Note an edited version of this article appears in The New Daily here.
While it is not yet clear why Indonesia has cut back on cattle imports from Australia, such a drastic act must give Australian policy makers pause for thought on how Australia is perceived.
Is the perception of Australia and Australians now costing us in exports and jobs?
Can the perception be summed up in just two words: our fear?
Four years ago Australia suspended live cattle exports to Indonesia in the wake of a shocking expose on Four Corners. The footage was graphic and many Australians were outraged.
The Government reacted quickly – perhaps too quickly – in response to public pressure.
At the same time I gave a speech to a group of Federal MPs in which a warning was raised and an alternative given.
The warning was quite simple. Severely restricting Indonesia’s protein supply was a shot across Indonesia’s bows. Any reasonable government would have realized the threat to national food security and immediately acted to find alternative sources of protein.
Perhaps finding an alternative is what Indonesia has done. But even in 2011 a different opportunity was proffered but missed.
For Australian politicians, mired in the hate speak around refugees and the fear of Islamic terrorism, perhaps the option was too difficult. In the 2011 speech to MPs I said:
“Think of our recent beef export ban. Rather than Australia complaining about the way Indonesia kills its beasts, why don’t we expand our own Halal export industry?
“Australia already exports Halal beef to 40 neighbouring countries in trade worth over $600 million a year annually. Why don’t we work closer with Indonesia to maximise the great benefit we have from the Islamic community in Australia and expand our own Halal export industry?
“Isn’t it a new thought if we begin to think of our multicultural population as an asset not a threat? Isn’t it a new thought to look at our Islamic community as an additional benefit for trade not just culture?
“Why is it that in Australia we think of our multicultural population more often as the ‘Alan Jones threat’, not the ‘trade opportunity’?”
Was it our fear of Islam that meant we did not take up the idea of expanding our Halal export capacity to meet Indonesia’s need for protein?
Opportunities and threats don’t just exist in beef. International education is so important to our economy that Access Economics estimates that every two international students adds one additional Australian job.
2011 also saw a drop of 23,000 international students in the Australian economy, then predicted to increase losses up to 75,000 international students by 2015.
Indeed it has turned true that International Education has dropped from Australia’s second largest export to the fourth. How many jobs is this worth?
When we look at the market surveys undertaken by major universities we see the dollar’s value had minimal impact on the downturn. We see that visa changes have made a small impact to the high quality education product and an appropriate large impact on the low quality education product.
But a third and more depressing element shown in surveys has been a major contributor to the downturn.
As Glenn Withers said when he was at Universities Australia “the way we are conducting the refugee population and immigration debate is creating an impression that we are unwelcoming to students and unwelcoming to visitors”.

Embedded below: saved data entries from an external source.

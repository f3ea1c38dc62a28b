//! Environment port - the dynamics learners interact with
//!
//! Environments are functional: they never hold the episode state themselves.
//! The caller owns the current state and passes it in, and randomness is
//! injected through the `rng` argument. This keeps a single environment value
//! shareable across many concurrently simulated episodes.

use std::{fmt::Debug, hash::Hash};

use rand::rngs::StdRng;

use crate::Result;

/// Result of applying one action.
#[derive(Debug, Clone, PartialEq)]
pub struct Transition<S> {
    /// State after the step, or `None` when the episode terminated.
    pub next_state: Option<S>,
    /// Reward for this step.
    pub reward: f64,
}

impl<S> Transition<S> {
    pub fn continuing(next_state: S, reward: f64) -> Self {
        Self {
            next_state: Some(next_state),
            reward,
        }
    }

    pub fn terminal(reward: f64) -> Self {
        Self {
            next_state: None,
            reward,
        }
    }

    pub fn is_terminal(&self) -> bool {
        self.next_state.is_none()
    }
}

/// Environment trait - episodic MDP with discrete states and actions
///
/// # Examples
///
/// ```
/// use racetrack_rl::ports::{Environment, Transition};
/// use rand::rngs::StdRng;
///
/// /// Walk right until reaching cell 3.
/// struct Corridor;
///
/// impl Environment for Corridor {
///     type State = u8;
///     type Action = ();
///
///     fn name(&self) -> &str {
///         "corridor"
///     }
///
///     fn initial_state(&self, _rng: &mut StdRng) -> racetrack_rl::Result<u8> {
///         Ok(0)
///     }
///
///     fn legal_actions(&self, _state: &u8) -> Vec<()> {
///         vec![()]
///     }
///
///     fn step(&self, state: &u8, _action: (), _rng: &mut StdRng) -> racetrack_rl::Result<Transition<u8>> {
///         Ok(if *state + 1 >= 3 {
///             Transition::terminal(-1.0)
///         } else {
///             Transition::continuing(state + 1, -1.0)
///         })
///     }
/// }
/// ```
pub trait Environment {
    type State: Clone + Eq + Hash + Debug + Send;
    type Action: Copy + Eq + Hash + Debug + Send;

    /// Short identifier used in logs and saved metadata.
    fn name(&self) -> &str;

    /// Sample the first state of an episode.
    fn initial_state(&self, rng: &mut StdRng) -> Result<Self::State>;

    /// Actions allowed in `state`, in a stable order.
    fn legal_actions(&self, state: &Self::State) -> Vec<Self::Action>;

    /// Apply `action` in `state`.
    ///
    /// # Errors
    ///
    /// Returns an error if `action` is not legal in `state`.
    fn step(
        &self,
        state: &Self::State,
        action: Self::Action,
        rng: &mut StdRng,
    ) -> Result<Transition<Self::State>>;

    /// Text picture of `state`, for environments that can draw themselves.
    fn render(&self, _state: &Self::State) -> Option<String> {
        None
    }
}
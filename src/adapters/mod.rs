//! Adapters implementing domain ports.
//!
//! Adapters depend on the ports module, never the other way around.

pub mod in_memory_repository;
pub mod msgpack_repository;

pub use in_memory_repository::InMemoryRepository;
pub use msgpack_repository::MsgPackRepository;
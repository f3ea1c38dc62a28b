//! CLI infrastructure for the racetrack toolkit
//!
//! This module provides the command-line interface for training agents on
//! the race track, the windy gridworld and the target grid world, and for
//! drawing rasterized lines and track layouts.

pub mod commands;
pub mod config;
pub mod output;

In the furore of the Prime Ministers clumsy linking of Tsunami Aid to Chan and Sukumaran’s executions, normal Indonesians protested by offering to give the money back. In some of the photos protesters can be seen holding posters saying ‘We don’t need Australian education’.
They might no longer need us, but we still want them – or pay the price in jobs.
As part of Operation Sovereign Borders we, the taxpayer, funded advertisements all through out the region aimed at asylum seekers. These ads showed a map of Australia, a red line through it and the words ‘not way’.
While these ads were aimed at people smugglers, why were we to believe that only people smugglers would read the message?
There is now a great shift in power globally from the European-Anglo Saxon-Christian world to the Asian-Islamic-Hindu world and Australia could be perfectly placed to maximize this.
For the first time in our history our country is in the ideal future time zone. The first time in history our country is ideally geographically placed. Tyranny of distance has been replaced with opportunity of proximity.
But have we thought that to maximise this opportunity we also need to be perceived as welcoming the ideal cultural mix? Have we realised that to maximise this opportunity we need to be trusted by all in the region, all those in the old world and all those in the new?
Is the perception of unwelcomeness meaning that we are losing trust in the region – all for fear of boats and terrorists?
Does our fear have a price in current jobs – Education, tourism, beef? Is the greater cost the one of losing the opportunity of proximity?
One has to question whether Australia has fully seized the advantage of the multicultural nature of its population in exports, national income, and jobs. But maybe our fear has run so long that we can no longer stop it.
Andrew MacLeod is the former CEO of the Committee for Melbourne, a non executive director of a US based bank and the Managing Director of Melbourne based super fund Good Super.